EXERCISE MATERIAL:
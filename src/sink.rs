use std::{
    fs::{self, OpenOptions},
    io::Write,
    path::{Path, PathBuf},
    time::SystemTime,
};

use anyhow::{Context, Result};
use tempfile::NamedTempFile;
use tracing::{debug, warn};

use crate::live::FetchBlock;

/// Persistence sink for fetch blocks: point-in-time snapshots under
/// `<base>/snapshots/` and append-only JSONL streams under `<base>/streams/`.
#[derive(Debug, Clone)]
pub struct DataSink {
    snapshot_dir: PathBuf,
    stream_dir: PathBuf,
}

impl DataSink {
    pub fn new(base_dir: &Path) -> Result<Self> {
        let snapshot_dir = base_dir.join("snapshots");
        let stream_dir = base_dir.join("streams");
        fs::create_dir_all(&snapshot_dir).context("create snapshot dir")?;
        fs::create_dir_all(&stream_dir).context("create stream dir")?;
        Ok(Self {
            snapshot_dir,
            stream_dir,
        })
    }

    pub fn snapshot_dir(&self) -> &Path {
        &self.snapshot_dir
    }

    pub fn stream_dir(&self) -> &Path {
        &self.stream_dir
    }

    /// Write the block as a new uniquely named snapshot artifact, atomically.
    pub fn write_snapshot(&self, block: &FetchBlock) -> Result<PathBuf> {
        let name = format!(
            "{}_{}_{}.json",
            sanitize_symbol(&block.symbol),
            block.interval,
            block.fetched_at
        );
        let path = self.snapshot_dir.join(name);
        let mut tmp = NamedTempFile::new_in(&self.snapshot_dir)?;
        serde_json::to_writer_pretty(tmp.as_file_mut(), block)?;
        tmp.as_file_mut().flush()?;
        tmp.persist(&path)?;
        Ok(path)
    }

    /// Append one compact JSON line to the (symbol, interval)-keyed stream,
    /// creating the file if absent.
    pub fn append_stream(&self, block: &FetchBlock) -> Result<PathBuf> {
        let name = format!("{}_{}.jsonl", sanitize_symbol(&block.symbol), block.interval);
        let path = self.stream_dir.join(name);
        let mut f = OpenOptions::new().create(true).append(true).open(&path)?;
        writeln!(f, "{}", serde_json::to_string(block)?)?;
        f.flush()?;
        Ok(path)
    }

    /// Enforce the retention boundary: at most `max_snapshots` snapshot files
    /// and at most `max_stream_bytes` of stream data, deleting oldest first.
    /// Never propagates a failure into the calling loop.
    pub fn retention_cleanup(&self, max_snapshots: usize, max_stream_bytes: u64) {
        if let Err(e) = self.enforce_snapshot_count(max_snapshots) {
            warn!("snapshot retention pass failed: {e}");
        }
        if let Err(e) = self.enforce_stream_budget(max_stream_bytes) {
            warn!("stream retention pass failed: {e}");
        }
    }

    fn enforce_snapshot_count(&self, max: usize) -> std::io::Result<()> {
        let files = list_by_mtime(&self.snapshot_dir, "json")?;
        if files.len() <= max {
            return Ok(());
        }
        let excess = files.len() - max;
        for (path, _, _) in files.into_iter().take(excess) {
            if let Err(e) = fs::remove_file(&path) {
                debug!("could not remove {}: {e}", path.display());
            }
        }
        Ok(())
    }

    fn enforce_stream_budget(&self, max_bytes: u64) -> std::io::Result<()> {
        let files = list_by_mtime(&self.stream_dir, "jsonl")?;
        let mut total: u64 = files.iter().map(|(_, _, len)| len).sum();
        for (path, _, len) in files {
            if total <= max_bytes {
                break;
            }
            match fs::remove_file(&path) {
                Ok(()) => total -= len,
                Err(e) => debug!("could not remove {}: {e}", path.display()),
            }
        }
        Ok(())
    }
}

fn sanitize_symbol(symbol: &str) -> String {
    symbol.replace('/', "_")
}

/// (path, mtime, size) for every `.ext` file in `dir`, oldest first.
fn list_by_mtime(dir: &Path, ext: &str) -> std::io::Result<Vec<(PathBuf, SystemTime, u64)>> {
    let mut files = Vec::new();
    for entry in fs::read_dir(dir)? {
        let entry = entry?;
        let path = entry.path();
        if !path.is_file() || path.extension().unwrap_or_default() != ext {
            continue;
        }
        let meta = entry.metadata()?;
        files.push((path, meta.modified()?, meta.len()));
    }
    files.sort_by_key(|(_, mtime, _)| *mtime);
    Ok(files)
}
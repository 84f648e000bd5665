pub mod api;
pub mod cvd;
pub mod export;
pub mod live;
pub mod markets;
pub mod notify;
pub mod sink;

use clap::Parser;
use std::path::PathBuf;

use crate::export::ExportFormat;

/// Live collector args
#[derive(Parser, Debug, Clone, Default)]
#[command(
    version,
    about = "Poll Coinalyze for one symbol; persist snapshot + JSONL stream each cycle"
)]
pub struct LiveArgs {
    /// Symbol to poll, e.g. BTCUSDT_PERP.A (or set SYMBOL env)
    #[arg(long)]
    pub symbol: Option<String>,

    /// Interval token understood by the API, e.g. 1min, 5min (or INTERVAL env)
    #[arg(long)]
    pub interval: Option<String>,

    /// History window in hours (or WINDOW_HOURS env)
    #[arg(long)]
    pub window: Option<u64>,

    /// Base sleep between cycles in seconds (or SLEEP_SECONDS env)
    #[arg(long)]
    pub sleep: Option<u64>,

    /// Echo a truncated JSON excerpt of each block to stdout
    #[arg(long)]
    pub print_json: bool,

    /// Coinalyze API key (or set COINALYZE_API_KEY env)
    #[arg(long)]
    pub api_key: Option<String>,

    /// API base URL override (or COINALYZE_BASE env)
    #[arg(long)]
    pub base_url: Option<String>,

    /// Base directory for snapshots/ and streams/ (or DATA_DIR env)
    #[arg(long)]
    pub data_dir: Option<PathBuf>,

    /// Keep at most this many snapshot files
    #[arg(long)]
    pub max_snapshots: Option<usize>,

    /// Cap total stream storage, MiB
    #[arg(long)]
    pub max_stream_mb: Option<u64>,

    /// Optional lock file path to prevent concurrent collectors
    #[arg(long)]
    pub lock_file: Option<PathBuf>,
}

/// Historical OHLCV exporter: one flattened JSON (or CSV) record per candle.
#[derive(Parser, Debug, Clone, Default)]
#[command(version, about)]
pub struct ExportArgs {
    /// Symbol to export, e.g. BTCUSDT_PERP.A
    #[arg(long)]
    pub symbol: Option<String>,

    /// Interval token, e.g. 1min, 5min
    #[arg(long)]
    pub interval: Option<String>,

    /// Single day, YYYYMMDD or YYYY-MM-DD
    #[arg(long)]
    pub date: Option<String>,

    /// Range start date (inclusive)
    #[arg(long = "from")]
    pub from_date: Option<String>,

    /// Range end date (inclusive)
    #[arg(long = "to")]
    pub to_date: Option<String>,

    /// Whole month, YYYYMM or YYYY-MM
    #[arg(long)]
    pub month: Option<String>,

    /// Output path
    #[arg(long)]
    pub out: Option<PathBuf>,

    /// Output format
    #[arg(long, value_enum)]
    pub format: Option<ExportFormat>,

    /// Coinalyze API key (or set COINALYZE_API_KEY env)
    #[arg(long)]
    pub api_key: Option<String>,

    /// API base URL override (or COINALYZE_BASE env)
    #[arg(long)]
    pub base_url: Option<String>,
}

/// Market discovery listing
#[derive(Parser, Debug, Clone, Default)]
#[command(version, about)]
pub struct MarketsArgs {
    /// Filter by base asset substring, e.g. BTC
    #[arg(long)]
    pub base: Option<String>,

    /// List spot markets instead of futures
    #[arg(long)]
    pub spot: bool,

    /// Dump the exchange directory instead of markets
    #[arg(long)]
    pub exchanges: bool,

    /// Coinalyze API key (or set COINALYZE_API_KEY env)
    #[arg(long)]
    pub api_key: Option<String>,

    /// API base URL override (or COINALYZE_BASE env)
    #[arg(long)]
    pub base_url: Option<String>,
}
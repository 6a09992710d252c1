use std::collections::HashSet;

use super::scorer::count_hesitations;
use super::{AnalysisContext, Analyzer, AnalyzerKind};
use crate::config::models::{GlobalMetricsConfig, Lexicon};
use crate::error::AnalysisError;
use crate::text::{mean_stddev, round_to, tokens};
use crate::types::{GlobalMetrics, Segment, TranscriptAnalysis};

/// Document-level metrics from the scored segments and the raw text.
pub fn aggregate(
    segments: &[Segment],
    text: &str,
    lexicon: &Lexicon,
    config: &GlobalMetricsConfig,
) -> GlobalMetrics {
    let sentiments: Vec<f64> = segments.iter().map(|s| s.sentiment).collect();
    let (mean, stddev) = mean_stddev(&sentiments);
    let openness = if sentiments.len() < 2 {
        config.single_segment_openness
    } else {
        stddev * stddev
    };

    let words = tokens(text);
    let coherence = if words.is_empty() {
        0.5
    } else {
        let unique: HashSet<&str> = words.iter().map(String::as_str).collect();
        1.0 - unique.len() as f64 / words.len() as f64
    };

    GlobalMetrics {
        global_sentiment: round_to(mean.clamp(-1.0, 1.0), 3),
        thematic_coherence: round_to(coherence.clamp(0.0, 1.0), 3),
        emotional_openness: round_to(openness.max(0.0), 3),
        total_hesitations: count_hesitations(text, &lexicon.hesitation_markers),
    }
}

pub fn sentiment_label(value: f64) -> &'static str {
    if value > 0.3 {
        "positive"
    } else if value < -0.3 {
        "negative"
    } else {
        "neutral"
    }
}

pub fn coherence_label(value: f64) -> &'static str {
    if value > 0.7 {
        "high"
    } else if value > 0.4 {
        "moderate"
    } else {
        "low"
    }
}

pub fn openness_label(value: f64) -> &'static str {
    if value > 0.2 {
        "high"
    } else if value > 0.05 {
        "moderate"
    } else {
        "low"
    }
}

pub struct GlobalMetricsAnalyzer;

impl Analyzer for GlobalMetricsAnalyzer {
    fn kind(&self) -> AnalyzerKind {
        AnalyzerKind::GlobalMetrics
    }

    fn analyze(&self, ctx: &mut AnalysisContext<'_>) -> Result<(), AnalysisError> {
        ctx.result.global_metrics = aggregate(
            &ctx.result.temporal_analysis,
            ctx.text,
            &ctx.options.lexicon,
            &ctx.options.analysis.global_metrics,
        );
        Ok(())
    }

    fn insights(&self, result: &TranscriptAnalysis) -> Vec<String> {
        let m = &result.global_metrics;
        vec![
            format!(
                "Overall sentiment is {} ({:.2})",
                sentiment_label(m.global_sentiment),
                m.global_sentiment
            ),
            format!(
                "Thematic coherence is {} ({:.2})",
                coherence_label(m.thematic_coherence),
                m.thematic_coherence
            ),
            format!(
                "Emotional openness is {} ({:.3})",
                openness_label(m.emotional_openness),
                m.emotional_openness
            ),
        ]
    }
}

#[cfg(test)]
mod tests {
    use super::*;

    fn seg(index: usize, sentiment: f64) -> Segment {
        Segment {
            index,
            text: String::new(),
            sentiment,
            cognitive_load: 0.0,
            hesitations: 0,
            word_count: 0,
        }
    }

    fn run(segments: &[Segment], text: &str) -> GlobalMetrics {
        aggregate(segments, text, &Lexicon::default(), &GlobalMetricsConfig::default())
    }

    #[test]
    fn mean_and_population_variance() {
        let m = run(&[seg(0, 0.5), seg(1, -0.5)], "texto qualquer");
        assert_eq!(m.global_sentiment, 0.0);
        assert_eq!(m.emotional_openness, 0.25);
    }

    #[test]
    fn single_segment_uses_openness_floor() {
        let m = run(&[seg(0, 0.4)], "texto");
        assert_eq!(m.global_sentiment, 0.4);
        assert_eq!(m.emotional_openness, 0.1);
    }

    #[test]
    fn no_segments_means_zero_sentiment() {
        let m = run(&[], "");
        assert_eq!(m.global_sentiment, 0.0);
        assert_eq!(m.thematic_coherence, 0.5);
    }

    #[test]
    fn repetition_raises_coherence() {
        let text = vec!["escola boa"; 10].join(" ");
        let m = run(&[], &text);
        assert_eq!(m.thematic_coherence, 0.9);
        assert_eq!(run(&[], "alfa beta gama").thematic_coherence, 0.0);
    }

    #[test]
    fn hesitations_are_recounted_on_full_text() {
        let m = run(&[], "Tipo, né, hmm.");
        assert_eq!(m.total_hesitations, 3);
    }

    #[test]
    fn interpretation_thresholds() {
        assert_eq!(sentiment_label(0.31), "positive");
        assert_eq!(sentiment_label(-0.3), "neutral");
        assert_eq!(coherence_label(0.5), "moderate");
        assert_eq!(openness_label(0.01), "low");
    }
}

TASK TO COMPLETE: Reproduce the entries exactly, starting at their first line and stopping after the line with "pub struct DataSink".

RESPONSE TO THE TASK:
filename src/sink.rs
use std::{
    fs::{self, OpenOptions},
    io::Write,
    path::{Path, PathBuf},
    time::SystemTime,
};

use anyhow::{Context, Result};
use tempfile::NamedTempFile;
use tracing::{debug, warn};

use crate::live::FetchBlock;

/// Persistence sink for fetch blocks: point-in-time snapshots under
/// `<base>/snapshots/` and append-only JSONL streams under `<base>/streams/`.
#[derive(Debug, Clone)]
pub struct DataSink {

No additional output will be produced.